Spurious Suspends

Message boards : BOINC client : Spurious Suspends
Message board moderation

To post messages, you must log in.

AuthorMessage
cjreyn

Send message
Joined: 17 Aug 09
Posts: 19
United Kingdom
Message 31515 - Posted: 10 Mar 2010, 17:27:17 UTC

Hi guys,
I have an application that is deployed across a large private DG (1600 nodes), running an old 5.10.45 version of the client.

The main worker thread of my application must always run, as its launching other processes (similarly to the wrapper) and needs to control them accordingly. Hence I've disabled the worker thread suspend function, and instead poll for suspend flags via a call to boinc_get_status() from my worker thread, and handle suspend requests accordingly.

The problem is that on most nodes, including my own test node (running the same core client version), I'm seeing random setting of the suspend flags as signalled by the core client. These occur, even without explicit gui based suspend requests.

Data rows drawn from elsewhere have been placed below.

//! File-based storage backend implementation for the dispatch service.
//!
//! This module provides a file-per-key implementation of the StorageInterface
//! trait, giving simple persistence without external dependencies. Writes go
//! through a temp file followed by an atomic rename, and every mutation runs
//! under a single write lock so check-and-insert stays atomic.

use crate::{StorageError, StorageInterface};
use async_trait::async_trait;
use dispatch_types::{ConfigSchema, Field, FieldType, Schema, ValidationError};
use std::path::PathBuf;
use tokio::fs;
use tokio::sync::Mutex;

/// File-based storage implementation.
///
/// Each key is stored as one file under the base directory; the key is
/// sanitized into a filesystem-safe name. Reads take no lock, mutations are
/// serialized through `write_lock`.
pub struct FileStorage {
	/// Base directory path for storing files.
	base_path: PathBuf,
	/// Serializes all mutations; insert_if_absent needs check + write to be
	/// one step, and overlapping renames to the same path must not interleave.
	write_lock: Mutex<()>,
}

impl FileStorage {
	/// Creates a new FileStorage instance with the specified base path.
	pub fn new(base_path: PathBuf) -> Self {
		Self {
			base_path,
			write_lock: Mutex::new(()),
		}
	}

	/// Converts a storage key to a filesystem-safe file path.
	///
	/// Sanitizes the key by replacing problematic characters and
	/// appending a .bin extension.
	fn get_file_path(&self, key: &str) -> PathBuf {
		let safe_key = key.replace(['/', ':'], "_");
		self.base_path.join(format!("{}.bin", safe_key))
	}

	/// Writes value bytes for a key via temp file + rename.
	///
	/// Callers must hold `write_lock`.
	async fn write_file(&self, key: &str, value: Vec<u8>) -> Result<(), StorageError> {
		let path = self.get_file_path(key);

		if let Some(parent) = path.parent() {
			fs::create_dir_all(parent)
				.await
				.map_err(|e| StorageError::Backend(e.to_string()))?;
		}

		let temp_path = path.with_extension("tmp");
		fs::write(&temp_path, value)
			.await
			.map_err(|e| StorageError::Backend(e.to_string()))?;

		fs::rename(&temp_path, &path)
			.await
			.map_err(|e| StorageError::Backend(e.to_string()))?;

		Ok(())
	}
}

#[async_trait]
impl StorageInterface for FileStorage {
	async fn get_bytes(&self, key: &str) -> Result<Vec<u8>, StorageError> {
		let path = self.get_file_path(key);

		match fs::read(&path).await {
			Ok(data) => Ok(data),
			Err(e) if e.kind() == std::io::ErrorKind::NotFound => Err(StorageError::NotFound),
			Err(e) => Err(StorageError::Backend(e.to_string())),
		}
	}

	async fn set_bytes(&self, key: &str, value: Vec<u8>) -> Result<(), StorageError> {
		let _guard = self.write_lock.lock().await;
		self.write_file(key, value).await
	}

	async fn delete(&self, key: &str) -> Result<(), StorageError> {
		let _guard = self.write_lock.lock().await;
		let path = self.get_file_path(key);

		match fs::remove_file(&path).await {
			Ok(_) => Ok(()),
			Err(e) if e.kind() == std::io::ErrorKind::NotFound => Ok(()),
			Err(e) => Err(StorageError::Backend(e.to_string())),
		}
	}

	async fn exists(&self, key: &str) -> Result<bool, StorageError> {
		let path = self.get_file_path(key);
		Ok(path.exists())
	}

	async fn insert_if_absent(&self, key: &str, value: Vec<u8>) -> Result<bool, StorageError> {
		let _guard = self.write_lock.lock().await;
		let path = self.get_file_path(key);
		if path.exists() {
			return Ok(false);
		}
		self.write_file(key, value).await?;
		Ok(true)
	}

	async fn scan(&self, namespace: &str) -> Result<Vec<Vec<u8>>, StorageError> {
		let prefix = format!("{}_", namespace);
		let mut values = Vec::new();

		let mut entries = match fs::read_dir(&self.base_path).await {
			Ok(entries) => entries,
			// Nothing stored yet; the base directory is created on first write.
			Err(e) if e.kind() == std::io::ErrorKind::NotFound => return Ok(values),
			Err(e) => return Err(StorageError::Backend(e.to_string())),
		};

		while let Some(entry) = entries
			.next_entry()
			.await
			.map_err(|e| StorageError::Backend(e.to_string()))?
		{
			let path = entry.path();
			if path.extension() != Some(std::ffi::OsStr::new("bin")) {
				continue;
			}
			let matches = path
				.file_stem()
				.and_then(|s| s.to_str())
				.is_some_and(|name| name.starts_with(&prefix));
			if !matches {
				continue;
			}
			match fs::read(&path).await {
				Ok(data) => values.push(data),
				Err(e) => {
					tracing::debug!("Skipping file {:?}: could not be read: {}", path, e);
				},
			}
		}

		Ok(values)
	}

	fn config_schema(&self) -> Box<dyn ConfigSchema> {
		Box::new(FileStorageSchema)
	}
}

/// Configuration schema for FileStorage.
pub struct FileStorageSchema;

impl ConfigSchema for FileStorageSchema {
	fn validate(&self, config: &toml::Value) -> Result<(), ValidationError> {
		let schema = Schema::new(
			vec![], // No required fields
			vec![Field::new("storage_path", FieldType::String)],
		);
		schema.validate(config)
	}
}

/// Registry for the file storage implementation.
pub struct Registry;

impl dispatch_types::ImplementationRegistry for Registry {
	const NAME: &'static str = "file";
	type Factory = crate::StorageFactory;

	fn factory() -> Self::Factory {
		create_storage
	}
}

impl crate::StorageRegistry for Registry {}

/// Factory function to create a file storage backend from configuration.
///
/// Configuration parameters:
/// - `storage_path`: Base directory for file storage (default: "./data/dispatch")
pub fn create_storage(config: &toml::Value) -> Result<Box<dyn StorageInterface>, StorageError> {
	let storage_path = config
		.get("storage_path")
		.and_then(|v| v.as_str())
		.unwrap_or("./data/dispatch")
		.to_string();

	Ok(Box::new(FileStorage::new(PathBuf::from(storage_path))))
}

I heard somewhere that Boinc is using suspend to "nice" applications, and was wondering if this is the case on all client versions?

Cheers

Chris
ID: 31515 · Report as offensive
Rom Walton
Project developer
Avatar

Send message
Joined: 26 Aug 05
Posts: 164
Message 31520 - Posted: 10 Mar 2010, 18:22:08 UTC - in response to Message 31515.  

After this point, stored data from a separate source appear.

//! API types for the dispatch HTTP API.
//!
//! Defines the error envelope returned by every endpoint and the structured
//! error type handlers produce. Engine errors are mapped onto these by the
//! service layer; the envelope shape is stable for UI consumers.

use serde::{Deserialize, Serialize};
use std::fmt;

/// API error response envelope.
#[derive(Debug, Clone, Serialize, Deserialize)]
pub struct ErrorResponse {
	/// Error type/code.
	pub error: String,
	/// Human-readable description.
	pub message: String,
	/// Additional error context.
	#[serde(skip_serializing_if = "Option::is_none")]
	pub details: Option<serde_json::Value>,
}

/// Structured API error type with appropriate HTTP status mapping.
#[derive(Debug)]
pub enum APIError {
	/// Bad request with validation errors (400)
	BadRequest {
		error_type: String,
		message: String,
		details: Option<serde_json::Value>,
	},
	/// Role or ownership gate failed (403)
	Forbidden { error_type: String, message: String },
	/// Resource does not exist or is not visible to the caller (404)
	NotFound { error_type: String, message: String },
	/// State-machine violation or lost write race (409)
	Conflict {
		error_type: String,
		message: String,
		details: Option<serde_json::Value>,
	},
	/// Upstream payment gateway failure (502)
	BadGateway { error_type: String, message: String },
	/// Internal server error (500)
	InternalServerError { error_type: String, message: String },
}

impl APIError {
	/// Get the HTTP status code for this error.
	pub fn status_code(&self) -> u16 {
		match self {
			APIError::BadRequest { .. } => 400,
			APIError::Forbidden { .. } => 403,
			APIError::NotFound { .. } => 404,
			APIError::Conflict { .. } => 409,
			APIError::BadGateway { .. } => 502,
			APIError::InternalServerError { .. } => 500,
		}
	}

	/// Convert to ErrorResponse for JSON serialization.
	pub fn to_error_response(&self) -> ErrorResponse {
		match self {
			APIError::BadRequest {
				error_type,
				message,
				details,
			} => ErrorResponse {
				error: error_type.clone(),
				message: message.clone(),
				details: details.clone(),
			},
			APIError::Forbidden { error_type, message } => ErrorResponse {
				error: error_type.clone(),
				message: message.clone(),
				details: None,
			},
			APIError::NotFound { error_type, message } => ErrorResponse {
				error: error_type.clone(),
				message: message.clone(),
				details: None,
			},
			APIError::Conflict {
				error_type,
				message,
				details,
			} => ErrorResponse {
				error: error_type.clone(),
				message: message.clone(),
				details: details.clone(),
			},
			APIError::BadGateway { error_type, message } => ErrorResponse {
				error: error_type.clone(),
				message: message.clone(),
				details: None,
			},
			APIError::InternalServerError { error_type, message } => ErrorResponse {
				error: error_type.clone(),
				message: message.clone(),
				details: None,
			},
		}
	}
}

impl fmt::Display for APIError {
	fn fmt(&self, f: &mut fmt::Formatter<'_>) -> fmt::Result {
		match self {
			APIError::BadRequest { message, .. } => write!(f, "Bad Request: {}", message),
			APIError::Forbidden { message, .. } => write!(f, "Forbidden: {}", message),
			APIError::NotFound { message, .. } => write!(f, "Not Found: {}", message),
			APIError::Conflict { message, .. } => write!(f, "Conflict: {}", message),
			APIError::BadGateway { message, .. } => write!(f, "Bad Gateway: {}", message),
			APIError::InternalServerError { message, .. } => {
				write!(f, "Internal Server Error: {}", message)
			},
		}
	}
}

impl std::error::Error for APIError {}

impl axum::response::IntoResponse for APIError {
	fn into_response(self) -> axum::response::Response {
		use axum::{http::StatusCode, response::Json};

		let status =
			StatusCode::from_u16(self.status_code()).unwrap_or(StatusCode::INTERNAL_SERVER_ERROR);
		let error_response = self.to_error_response();
		(status, Json(error_response)).into_response()
	}
}

#[cfg(test)]
mod tests {
	use super::*;

	#[test]
	fn status_codes_map_per_variant() {
		let forbidden = APIError::Forbidden {
			error_type: "forbidden".to_string(),
			message: "driver is not assigned to this order".to_string(),
		};
		assert_eq!(forbidden.status_code(), 403);

		let conflict = APIError::Conflict {
			error_type: "invalid_transition".to_string(),
			message: "cannot move from delivered to pending".to_string(),
			details: None,
		};
		assert_eq!(conflict.status_code(), 409);
	}

	#[test]
	fn envelope_omits_absent_details() {
		let err = APIError::NotFound {
			error_type: "not_found".to_string(),
			message: "order missing".to_string(),
		};
		let body = serde_json::to_value(err.to_error_response()).unwrap();
		assert_eq!(body["error"], "not_found");
		assert_eq!(body["message"], "order missing");
		assert!(body.get("details").is_none());
	}
}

BOINC can suspend an app for a number of reasons. Benchmarks and CPU throttling (what you are refering to as 'nice' I think) are the two most common causes.

However, I've seen your problem crop up in a few applications due to memory corruption. The last time was due to a static array declared on the heap, the app wrote past the end of the array. Oddly enough the value being written in the array was a timestamp and so it was 'randomly' switching the suspend/resume state of the app based on the time of day.

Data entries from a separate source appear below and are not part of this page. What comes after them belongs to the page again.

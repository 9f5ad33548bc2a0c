//! Registry trait for self-registering implementations.
//!
//! Pluggable components (storage backends, payment gateway providers) each
//! provide a Registry struct implementing this trait, tying the name used in
//! configuration files to a factory function.

/// Base trait for implementation registries.
///
/// Each pluggable module must provide a Registry struct that implements this
/// trait, declaring its configuration name and factory function.
pub trait ImplementationRegistry {
	/// The name used in configuration files to reference this implementation.
	///
	/// This should match the key used in the TOML configuration, for example:
	/// - "memory" for storage.backends.memory
	/// - "chapa" for gateway.providers.chapa
	const NAME: &'static str;

	/// The factory function type this implementation provides.
	///
	/// Each module defines its own factory type, for example StorageFactory
	/// for storage backends or GatewayFactory for gateway providers.
	type Factory;

	/// Get the factory function for this implementation.
	fn factory() -> Self::Factory;
}
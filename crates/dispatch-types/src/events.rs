//! Event types for order change fan-out.
//!
//! Every committed order mutation produces an [`OrderEvent`] that flows to a
//! broadcast stream (dashboard list refresh) and to the per-order scope of
//! any live tracker. Events are snapshots, not deltas: consumers can render
//! them without a follow-up read.

use crate::{Order, OrderStatus, PaymentStatus};
use serde::{Deserialize, Serialize};

/// Discriminant for order events.
#[derive(Debug, Clone, Copy, PartialEq, Eq, Serialize, Deserialize)]
#[serde(rename_all = "snake_case")]
pub enum OrderEventKind {
	/// A new order was placed.
	NewOrder,
	/// An order's status (and possibly driver/payment fields) changed.
	Update,
	/// A payment was reconciled against the order.
	PaymentSuccess,
}

/// Snapshot published after a committed order mutation.
#[derive(Debug, Clone, Serialize, Deserialize)]
pub struct OrderEvent {
	#[serde(rename = "type")]
	pub kind: OrderEventKind,
	pub order_id: String,
	pub status: OrderStatus,
	pub payment_status: PaymentStatus,
	pub updated_at: u64,
}

impl OrderEvent {
	fn from_order(kind: OrderEventKind, order: &Order) -> Self {
		Self {
			kind,
			order_id: order.id.clone(),
			status: order.status,
			payment_status: order.payment_status,
			updated_at: order.updated_at,
		}
	}

	pub fn new_order(order: &Order) -> Self {
		Self::from_order(OrderEventKind::NewOrder, order)
	}

	pub fn update(order: &Order) -> Self {
		Self::from_order(OrderEventKind::Update, order)
	}

	pub fn payment_success(order: &Order) -> Self {
		Self::from_order(OrderEventKind::PaymentSuccess, order)
	}
}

Is there any chance you can run your app under a debugger and break on memory access?

----- Rom
BOINC Development Team, U.C. Berkeley
My Blog
ID: 31520 · Report as offensive
cjreyn

Send message
Joined: 17 Aug 09
Posts: 19
United Kingdom
Message 31540 - Posted: 11 Mar 2010, 14:42:50 UTC - in response to Message 31520.  

Well, I never explicitly allocate heap memory using malloc, but that's not to say the compiler won't allocate it. The app is developed using VC++ 2008 Express so sure I could get it to dump as soon as a suspend flag is found.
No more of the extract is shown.